1. All shared Boost libraries.

2. All static Boost libraries.

3. Precompiled headers/Header only Boost libraries.

Even if so, you still need to be able to answer the question "how do I link  to Asio in such a way so that its dependency System is  statically/dynamically linked?" 

Ultimately, I don't think we should go down this route of providing multiple targets for the different build variants. This is not the way cmake is setup to work. Cmake requires different build tree for the different build variants. This will lead to further complications and frustrations for users. In the future, we can look for ways to "innovate" cmake to support multiple build variants, but for now we should stick to the standard cmake workflow if we are going to support cmake.

"P F" wrote:

- Having things like `::hl` or `::sl` is quite strange. In cmake, I set `BUILD_SHARED_LIBS=On` when I want a shared library or I set it to `BUILD_SHARED_LIBS=Off` when I want a static library. There should only be one target `boost::config` or `boost::system` that I use.
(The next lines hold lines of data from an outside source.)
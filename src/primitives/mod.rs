//! Layer 1: Primitives
//!
//! # Purpose
//!
//! This layer provides the data types and utilities every statistic builds on:
//! - Sample conversion and the "valid float" filter
//! - The crate error type
//! - Binning and 2D grid descriptions
//!
//! # Architecture
//!
//! ```text
//! Layer 6: API
//!   ↓
//! Layer 5: Engine
//!   ↓
//! Layer 4: Evaluation
//!   ↓
//! Layer 3: Algorithms
//!   ↓
//! Layer 2: Math
//!   ↓
//! Layer 1: Primitives ← You are here
//! ```

/// Error types.
pub mod errors;

/// Sample conversion and validity filtering.
pub mod sample;

/// Bin anchors and bin layouts.
pub mod binning;

/// 2D grid geometry and results.
pub mod grid;
//! Layer 2: Math
//!
//! # Purpose
//!
//! This layer provides pure mathematical functions used throughout the crate:
//! - Kernel functions for density estimation
//! - Dense linear solves for least-squares fits
//! - Weight transforms for weighted regression
//!
//! These are reusable mathematical building blocks with no statistics-specific logic.
//!
//! # Architecture
//!
//! ```text
//! Layer 6: API
//!   ↓
//! Layer 5: Engine
//!   ↓
//! Layer 4: Evaluation
//!   ↓
//! Layer 3: Algorithms
//!   ↓
//! Layer 2: Math ← You are here
//!   ↓
//! Layer 1: Primitives
//! ```

/// Kernel functions for density estimation.
pub mod kernel;

/// Linear solver abstraction.
pub mod linalg;

/// Weight transforms.
pub mod transform;
//! ESM watchlist export - dump every watchlist on an ESM to text files.
//!
//! Logs in with credentials from the local credentials file (or `ESM_*`
//! environment variables), writes one `<name>_watchlist.txt` per watchlist
//! and logs out.

use std::io;
use std::path::PathBuf;
use std::process::ExitCode;
use std::time::Duration;

use anyhow::{Context, Result};
use clap::Parser;
use tracing::{info, warn};
use tracing_subscriber::{fmt, prelude::*, EnvFilter};

use esm_watchlist_core::config::DEFAULT_SECTION;
use esm_watchlist_core::export::{export_all, FileSink};
use esm_watchlist_core::{ApiVersion, ConfigLoader, EsmClient, HttpTransport};

#[derive(Debug, Parser)]
#[command(name = "esm-watchlist-export", version, about = "Export ESM watchlists to text files")]
struct Args {
    /// Credentials file (TOML). Searched for in the home and current directories when omitted
    #[arg(short, long)]
    config: Option<PathBuf>,

    /// Profile section in the credentials file
    #[arg(short, long, default_value = DEFAULT_SECTION)]
    section: String,

    /// ESM API version ("1" or "2")
    #[arg(long, default_value = "2")]
    api_version: String,

    /// Directory the watchlist files are written to
    #[arg(short, long, default_value = ".")]
    output_dir: PathBuf,

    /// Validate the appliance's TLS certificate
    #[arg(long)]
    verify_certs: bool,

    /// Per-request timeout in seconds
    #[arg(long)]
    timeout: Option<u64>,

    /// Continue with the remaining watchlists when one fails
    #[arg(long)]
    keep_going: bool,

    /// Print watchlist ids and names instead of exporting
    #[arg(long)]
    list: bool,
}

/// Initialize the tracing subscriber for logging
fn init_tracing() {
    // Use RUST_LOG env var to control log level (e.g., RUST_LOG=debug)
    let filter = EnvFilter::try_from_default_env().unwrap_or_else(|_| EnvFilter::new("warn"));

    tracing_subscriber::registry()
        .with(fmt::layer().with_writer(io::stderr))
        .with(filter)
        .init();
}

#[tokio::main]
async fn main() -> ExitCode {
    // Load .env file if present (silently ignore if not found)
    let _ = dotenvy::dotenv();

    let args = Args::parse();
    init_tracing();

    tokio::select! {
        result = run(args) => match result {
            Ok(()) => ExitCode::SUCCESS,
            Err(e) => {
                eprintln!("Error: {:#}", e);
                ExitCode::FAILURE
            }
        },
        _ = tokio::signal::ctrl_c() => {
            warn!("Control-C pressed, stopping");
            ExitCode::from(130)
        }
    }
}

async fn run(args: Args) -> Result<()> {
    let credentials = ConfigLoader::new(args.section.as_str())
        .load(args.config.as_deref())
        .context("Failed to load ESM credentials")?;
    let version: ApiVersion = args.api_version.parse()?;

    let transport = HttpTransport::new(args.verify_certs, args.timeout.map(Duration::from_secs))
        .context("Failed to create HTTP client")?;
    let mut client = EsmClient::new(credentials, version, transport);

    client.login().await.context("Login failed")?;

    let result = if args.list {
        list(&client).await
    } else {
        export(&client, &args).await
    };

    if let Err(e) = client.logout().await {
        warn!(error = %e, "Logout failed");
    }

    result
}

async fn list(client: &EsmClient<HttpTransport>) -> Result<()> {
    let watchlists = client
        .list_watchlists()
        .await
        .context("Failed to list watchlists")?;
    for watchlist in watchlists {
        println!("{}\t{}", watchlist.id, watchlist.name);
    }
    Ok(())
}

async fn export(client: &EsmClient<HttpTransport>, args: &Args) -> Result<()> {
    let sink = FileSink::new(&args.output_dir);
    let report = export_all(client, &sink, args.keep_going).await?;

    info!(
        exported = report.exported.len(),
        failed = report.failed.len(),
        "Export finished"
    );
    for exported in &report.exported {
        eprintln!("Wrote {} ({} bytes)", exported.path.display(), exported.bytes);
    }

    if report.is_clean() {
        Ok(())
    } else {
        for failed in &report.failed {
            eprintln!("Failed {}: {}", failed.name, failed.error);
        }
        anyhow::bail!("{} watchlist(s) failed to export", report.failed.len())
    }
}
Niall says that using the global BUILD_SHARED_LIBS is a cmake2ism, and that explicit targets are preferred nowadays.

- Doing `if(NOT TARGET boost::assert::hl)` is wrong. A target does not have to exists to be able to link against it.

The second sentence has nothing to do with the first. The if is just to detect if the target has already been declared, in order to avoid declaring it twice, like an (external) include guard.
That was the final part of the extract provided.